Chemistry | Nanoscience and Nanotechnology


Collagen, M13 phage, Nanocages, Peptide


Project 1.

The conventional phage display technique focuses on screening peptide sequences that can bind on target substrates, however the selected peptides are not necessary to nucleate and mediate the growth of the target inorganic crystals, and in many cases they only show moderate affinity to the targets. Here we report a novel phage display approach that can directly screen peptides catalytically growing inorganic nanoparticles in aqueous solution at room temperature. In this study, the phage library is incubated with zinc precursor at room temperature. Among random peptide sequences displayed on phages, those phages that can grow zinc oxide (ZnO) nanoparticles are selected with centrifugation. After several rounds of selection, the peptide sequences displayed on the phage viruses are analyzed by DNA sequencing. Our screening protocol provide a simple and convenient route for the discovery of catalytic peptides that can grow inorganic nanoparticles at room temperature. This novel screening protocol can extend the method on finding a wide range of new catalysts.

Project 2.

Genetically engineered collagen peptides are assembled into freestanding films when quantum dots (QDs) are co-assembled as joints between collagen domains. These peptide-based films show excellent mechanical properties with Young's modulus of ~20 GPa, much larger than most of the multi-composite polymer films and previously reported freestanding nanoparticle-assembled sheets, and it is even close to that reported for the bone tissue in nature.
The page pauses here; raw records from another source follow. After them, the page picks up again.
// Parser for formatted host log lines such as
// "\x1b[0;32m[I][wifi:102]: Connected\x1b[0m".
use super::level::HostLevel;
use regex::Regex;
use std::sync::OnceLock;
use thiserror::Error;

const HOST_LINE_PATTERN: &str =
    r"^(?:\x1b\[[0-9;]*m)?\[(?P<level>VV|[EWICDV])\]\[(?P<tag>[^\]]+?)(?::\d+)?\]";

static HOST_LINE: OnceLock<Result<Regex, regex::Error>> = OnceLock::new();

#[derive(Error, Debug, Clone)]
pub enum LineError {
    #[error("Host line pattern failed to compile: {0}")]
    Pattern(#[from] regex::Error),
}

fn host_line_regex() -> Result<&'static Regex, LineError> {
    match HOST_LINE.get_or_init(|| Regex::new(HOST_LINE_PATTERN)) {
        Ok(regex) => Ok(regex),
        Err(e) => Err(LineError::Pattern(e.clone())),
    }
}

/// A host log line split into the triple the callback registry delivers.
///
/// `message` is the whole line, color codes included, exactly as the host
/// hands it to its callbacks.
#[derive(Debug, Clone, PartialEq, Eq)]
pub struct HostLine {
    pub level: HostLevel,
    pub tag: String,
    pub message: String,
}

/// Parses one formatted line. Returns `Ok(None)` for lines that do not carry a
/// `[L][tag]` header.
pub fn parse_line(line: &str) -> Result<Option<HostLine>, LineError> {
    let line = line.trim_end_matches(['\r', '\n']);
    let Some(captures) = host_line_regex()?.captures(line) else {
        return Ok(None);
    };

    let level = captures
        .name("level")
        .and_then(|m| HostLevel::from_letter(m.as_str()));
    let tag = captures.name("tag").map(|m| m.as_str().to_string());

    Ok(match (level, tag) {
        (Some(level), Some(tag)) => Some(HostLine {
            level,
            tag,
            message: line.to_string(),
        }),
        _ => None,
    })
}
These films show little permanent deformation under small indentation while the mechanical hysteresis becomes remarkable when the load approaches near and beyond the rupture point, which is also characteristic of the bone tissue.

Project 3.

The shape-controlled synthesis of nanoparticles have been established in single-phase solutions by controlling growth directions of crystalline facets on seed nanocrystals kinetically; however, it is difficult to rationally predict and design nanoparticle shapes. Here we introduce a methodology to fabricate nanoparticles in smaller sizes by evolving shapes thermodynamically. This strategy enables a more rational approach to fabricate shaped nanoparticles by etching specific positions of atoms on facets of seed nanocrystals in reverse micelle reactors where the surface energy gradient induces desorption of atoms on specific locations on the seed surfaces. From seeds of 12 nm palladium nanocubes, the shape is evolved to concave nanocubes and finally hollow nanocages in the size ~10 nm by etching the center of {200} facets. The high surface area-to-volume ratio and the exposure of a large number of palladium atoms on ledge and kink sites of hollow nanocages are advantageous to enhance catalytic activity and recyclability.